A escada rangiu quando Miguel levantou o tapete antigo do corredor.
Helena observava em silêncio, o coração batendo forte demais para um espaço tão pequeno. A casa parecia respirar com dificuldade, como se também soubesse que, depois daquela noite, nada permaneceria intacto.
— Eu nunca quis que você descobrisse assim — Miguel disse, afastando a madeira solta do chão.
— Mas você sabia que eu descobriria — Helena respondeu. — Sempre soube.
Sob a tábua, havia uma pequena porta metálica, quase invisível aos olhos de quem não soubesse exatamente onde procurar. Miguel puxou a argola enferrujada com cuidado.
O cheiro de papel antigo e poeira subiu no ar.
Dentro, uma caixa.
Helena se ajoelhou lentamente, sentindo as mãos tremerem antes mesmo de tocar nela.
— O que é isso? — perguntou, embora já sentisse que a resposta mudaria tudo.
Miguel demorou a falar.
— A verdade.
Ela abriu a caixa.
Havia documentos, pastas, envelopes lacrados… e um pen drive preto, simples demais para carregar algo tão pesado. Helena começou a folhear os papéis, e seu rosto perdeu a cor conforme lia.
Contratos.
Transferências bancárias.
Assinaturas.
— Isso… — a voz falhou — isso prova que Eduardo forjou o processo contra mim.
Miguel assentiu, o olhar carregado de culpa.
— Prova mais do que isso.

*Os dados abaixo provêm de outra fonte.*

//! Relational operators over two inputs joined on equal keys.
//!
//! Both build a key table from the right input on the first pull (groups in
//! right encounter order) and then stream the left. `join` emits one row per
//! matching pair; `group_join` emits exactly one row per left element. Cross
//! joins need no keys and are expressed with `select_many_with`.

mod group;
mod hash;
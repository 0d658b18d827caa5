#![forbid(unsafe_code)]
//! lazyseq-exec: where a sequence runs.
//!
//! `Engine::evaluate_locally` pulls a sequence to completion in process.
//! `Engine::translate_for_remote` lowers its recorded plan into a
//! `TranslatedQuery` for a remote provider instead. Both stamp a
//! `RunManifest` so runs of the same chain can be matched by plan hash.

pub mod metrics;
pub mod replay;
pub mod runtime;
pub mod target;

pub use runtime::{Engine, ExecError, TranslatedQuery};
pub use target::{ExecutionTarget, LocalEvaluator, RemoteTranslator};
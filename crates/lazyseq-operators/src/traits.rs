//! Pull protocol shared by every sequence and operator.
//!
//! A `Cursor` is one in-flight enumeration: each `try_next` does exactly as
//! much upstream work as needed to produce one element or to decide that
//! none remain. Operators are cursors that own their upstream cursor.

use lazyseq_core::error::Result;

/// The single pull primitive.
///
/// Invariants:
/// - After returning `Ok(None)` once, implementations keep returning it.
/// - An `Err` is reported by the pull that detected it; the enumeration is
///   finished afterwards.
pub trait Cursor<T> {
    fn try_next(&mut self) -> Result<Option<T>>;
}

pub type BoxCursor<T> = Box<dyn Cursor<T>>;

/// Adapter turning a `FnMut` pull closure into a `Cursor`.
pub struct FromFn<F>(F);

impl<T, F> Cursor<T> for FromFn<F>
where
    F: FnMut() -> Result<Option<T>>,
{
    fn try_next(&mut self) -> Result<Option<T>> {
        (self.0)()
    }
}

/// Box a pull closure as a cursor.
pub fn cursor_fn<T, F>(pull: F) -> BoxCursor<T>
where
    T: 'static,
    F: FnMut() -> Result<Option<T>> + 'static,
{
    Box::new(FromFn(pull))
}

/// A cursor that realizes its whole output on the first pull and streams it
/// afterwards. Used by ordering, reverse, grouping, and from-end slicing.
pub(crate) fn buffered_cursor<T, F>(build: F) -> BoxCursor<T>
where
    T: 'static,
    F: FnOnce() -> Result<Vec<T>> + 'static,
{
    let mut build = Some(build);
    let mut out: Option<std::vec::IntoIter<T>> = None;
    cursor_fn(move || {
        if let Some(build) = build.take() {
            out = Some(build()?.into_iter());
        }
        Ok(out.as_mut().and_then(Iterator::next))
    })
}

/// Pull everything left in `input`.
pub(crate) fn drain<T>(input: &mut BoxCursor<T>) -> Result<Vec<T>> {
    let mut items = Vec::new();
    while let Some(item) = input.try_next()? {
        items.push(item);
    }
    #[cfg(feature = "tracing")]
    tracing::trace!(rows = items.len(), "materialized upstream");
    Ok(items)
}

#[derive(Debug, Clone, Copy, PartialEq, Eq)]
pub enum IterState {
    NotStarted,
    InProgress,
    Completed,
}

/// One enumeration of a sequence, tracking its lifecycle.
///
/// `InProgress -> Completed` is one-way; once completed every further pull
/// yields end-of-sequence without touching the upstream again.
pub struct Enumerator<T> {
    cursor: BoxCursor<T>,
    state: IterState,
}

impl<T> Enumerator<T> {
    pub(crate) fn new(cursor: BoxCursor<T>) -> Self {
        Self {
            cursor,
            state: IterState::NotStarted,
        }
    }

    pub fn state(&self) -> IterState {
        self.state
    }

    pub fn try_next(&mut self) -> Result<Option<T>> {
        if self.state == IterState::Completed {
            return Ok(None);
        }
        self.state = IterState::InProgress;
        match self.cursor.try_next() {
            Ok(Some(item)) => Ok(Some(item)),
            Ok(None) => {
                self.state = IterState::Completed;
                Ok(None)
            }
            Err(e) => {
                self.state = IterState::Completed;
                Err(e)
            }
        }
    }
}

impl<T> Iterator for Enumerator<T> {
    type Item = Result<T>;

    fn next(&mut self) -> Option<Self::Item> {
        self.try_next().transpose()
    }
}
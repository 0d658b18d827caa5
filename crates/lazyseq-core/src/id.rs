//! Strongly-typed identifiers used across the engine.
//!
//! Downstream crates (planner, exec) should *not* use raw integers for IDs.

use serde::{Deserialize, Serialize};
use std::fmt;

macro_rules! new_id {
    ($name:ident) => {
        #[derive(
            Debug, Clone, Copy, PartialEq, Eq, Hash, Serialize, Deserialize, Ord, PartialOrd,
        )]
        #[serde(transparent)]
        pub struct $name(u64);

        impl $name {
            pub const fn new(v: u64) -> Self {
                Self(v)
            }
            pub const fn get(self) -> u64 {
                self.0
            }
        }

        impl fmt::Display for $name {
            fn fmt(&self, f: &mut fmt::Formatter<'_>) -> fmt::Result {
                write!(f, "{}({})", stringify!($name), self.0)
            }
        }
    };
}

new_id!(OpId);
new_id!(SourceId);

#[cfg(test)]
mod tests {
    use super::*;

    #[test]
    fn ids_display_with_their_type_name() {
        assert_eq!(OpId::new(3).to_string(), "OpId(3)");
        assert_eq!(SourceId::new(0).get(), 0);
        assert!(OpId::new(1) < OpId::new(2));
    }
}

Mostra que eu sabia.
Helena levantou os olhos lentamente.
— Como assim… sabia?
— Eu descobri antes da audiência — confessou. — Sabia que ele estava manipulando provas, comprando testemunhas… e fiquei em silêncio.
O ar pareceu desaparecer dos pulmões dela.
— Você me deixou ser destruída… sabendo que podia impedir?
— Se eu falasse, Helena, eles me derrubariam junto. Eu estava envolvido até o pescoço em coisas que você nunca deveria ter tocado.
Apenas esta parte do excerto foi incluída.